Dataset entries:
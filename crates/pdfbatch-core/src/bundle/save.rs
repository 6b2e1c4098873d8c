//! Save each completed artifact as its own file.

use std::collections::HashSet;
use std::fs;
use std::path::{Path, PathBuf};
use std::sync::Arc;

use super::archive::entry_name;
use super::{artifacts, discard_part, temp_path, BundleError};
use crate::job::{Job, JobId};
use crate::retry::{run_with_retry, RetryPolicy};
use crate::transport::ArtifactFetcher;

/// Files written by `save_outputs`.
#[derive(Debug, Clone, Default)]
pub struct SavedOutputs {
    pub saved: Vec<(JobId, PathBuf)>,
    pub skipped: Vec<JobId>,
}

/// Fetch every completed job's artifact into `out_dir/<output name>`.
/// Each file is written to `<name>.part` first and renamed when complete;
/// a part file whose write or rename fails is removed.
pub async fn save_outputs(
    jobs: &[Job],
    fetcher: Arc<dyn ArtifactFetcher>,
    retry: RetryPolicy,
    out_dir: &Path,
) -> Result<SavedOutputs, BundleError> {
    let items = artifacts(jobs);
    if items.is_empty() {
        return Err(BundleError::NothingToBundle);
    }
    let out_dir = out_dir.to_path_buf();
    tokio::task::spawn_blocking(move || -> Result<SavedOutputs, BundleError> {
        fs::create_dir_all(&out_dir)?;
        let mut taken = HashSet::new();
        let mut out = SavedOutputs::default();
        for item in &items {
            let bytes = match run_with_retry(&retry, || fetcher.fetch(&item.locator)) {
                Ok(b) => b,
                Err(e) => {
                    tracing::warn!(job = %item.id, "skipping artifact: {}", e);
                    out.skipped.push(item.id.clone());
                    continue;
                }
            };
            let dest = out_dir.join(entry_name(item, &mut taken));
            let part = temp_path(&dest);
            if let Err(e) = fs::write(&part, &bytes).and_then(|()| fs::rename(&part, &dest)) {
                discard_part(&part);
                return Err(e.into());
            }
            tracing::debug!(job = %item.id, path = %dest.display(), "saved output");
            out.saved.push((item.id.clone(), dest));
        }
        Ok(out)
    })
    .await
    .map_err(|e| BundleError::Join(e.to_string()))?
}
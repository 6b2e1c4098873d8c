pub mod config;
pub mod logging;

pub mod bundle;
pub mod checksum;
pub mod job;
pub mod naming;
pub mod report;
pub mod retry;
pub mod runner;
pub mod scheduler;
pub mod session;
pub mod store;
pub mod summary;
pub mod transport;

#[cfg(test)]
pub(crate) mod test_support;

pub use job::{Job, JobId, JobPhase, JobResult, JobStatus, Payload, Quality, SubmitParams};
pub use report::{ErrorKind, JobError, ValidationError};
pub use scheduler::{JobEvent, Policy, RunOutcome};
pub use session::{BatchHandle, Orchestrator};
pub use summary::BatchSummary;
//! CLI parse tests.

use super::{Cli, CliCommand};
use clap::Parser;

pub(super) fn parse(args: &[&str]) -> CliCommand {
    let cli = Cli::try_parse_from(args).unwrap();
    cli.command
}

> **Required work**: Return each entry without altering a single word.

> **Solved exercise**:
filename crates/pdfbatch-core/src/bundle/save.rs
repository 6b2e1c4098873d8c
//! Save each completed artifact as its own file.

use std::collections::HashSet;
use std::fs;
use std::path::{Path, PathBuf};
use std::sync::Arc;

use super::archive::entry_name;
use super::{artifacts, discard_part, temp_path, BundleError};
use crate::job::{Job, JobId};
use crate::retry::{run_with_retry, RetryPolicy};
use crate::transport::ArtifactFetcher;

/// Files written by `save_outputs`.
#[derive(Debug, Clone, Default)]
pub struct SavedOutputs {
    pub saved: Vec<(JobId, PathBuf)>,
    pub skipped: Vec<JobId>,
}

/// Fetch every completed job's artifact into `out_dir/<output name>`.
/// Each file is written to `<name>.part` first and renamed when complete;
/// a part file whose write or rename fails is removed.
pub async fn save_outputs(
    jobs: &[Job],
    fetcher: Arc<dyn ArtifactFetcher>,
    retry: RetryPolicy,
    out_dir: &Path,
) -> Result<SavedOutputs, BundleError> {
    let items = artifacts(jobs);
    if items.is_empty() {
        return Err(BundleError::NothingToBundle);
    }
    let out_dir = out_dir.to_path_buf();
    tokio::task::spawn_blocking(move || -> Result<SavedOutputs, BundleError> {
        fs::create_dir_all(&out_dir)?;
        let mut taken = HashSet::new();
        let mut out = SavedOutputs::default();
        for item in &items {
            let bytes = match run_with_retry(&retry, || fetcher.fetch(&item.locator)) {
                Ok(b) => b,
                Err(e) => {
                    tracing::warn!(job = %item.id, "skipping artifact: {}", e);
                    out.skipped.push(item.id.clone());
                    continue;
                }
            };
            let dest = out_dir.join(entry_name(item, &mut taken));
            let part = temp_path(&dest);
            if let Err(e) = fs::write(&part, &bytes).and_then(|()| fs::rename(&part, &dest)) {
                discard_part(&part);
                return Err(e.into());
            }
            tracing::debug!(job = %item.id, path = %dest.display(), "saved output");
            out.saved.push((item.id.clone(), dest));
        }
        Ok(out)
    })
    .await
    .map_err(|e| BundleError::Join(e.to_string()))?
}
repository 6b2e1c4098873d8c
pub mod config;
pub mod logging;

pub mod bundle;
pub mod checksum;
pub mod job;
pub mod naming;
pub mod report;
pub mod retry;
pub mod runner;
pub mod scheduler;
pub mod session;
pub mod store;
pub mod summary;
pub mod transport;

#[cfg(test)]
pub(crate) mod test_support;

pub use job::{Job, JobId, JobPhase, JobResult, JobStatus, Payload, Quality, SubmitParams};
pub use report::{ErrorKind, JobError, ValidationError};
pub use scheduler::{JobEvent, Policy, RunOutcome};
pub use session::{BatchHandle, Orchestrator};
pub use summary::BatchSummary;
//! CLI parse tests.

use super::{Cli, CliCommand};
use clap::Parser;

pub(super) fn parse(args: &[&str]) -> CliCommand {
    let cli = Cli::try_parse_from(args).unwrap();
    cli.command
}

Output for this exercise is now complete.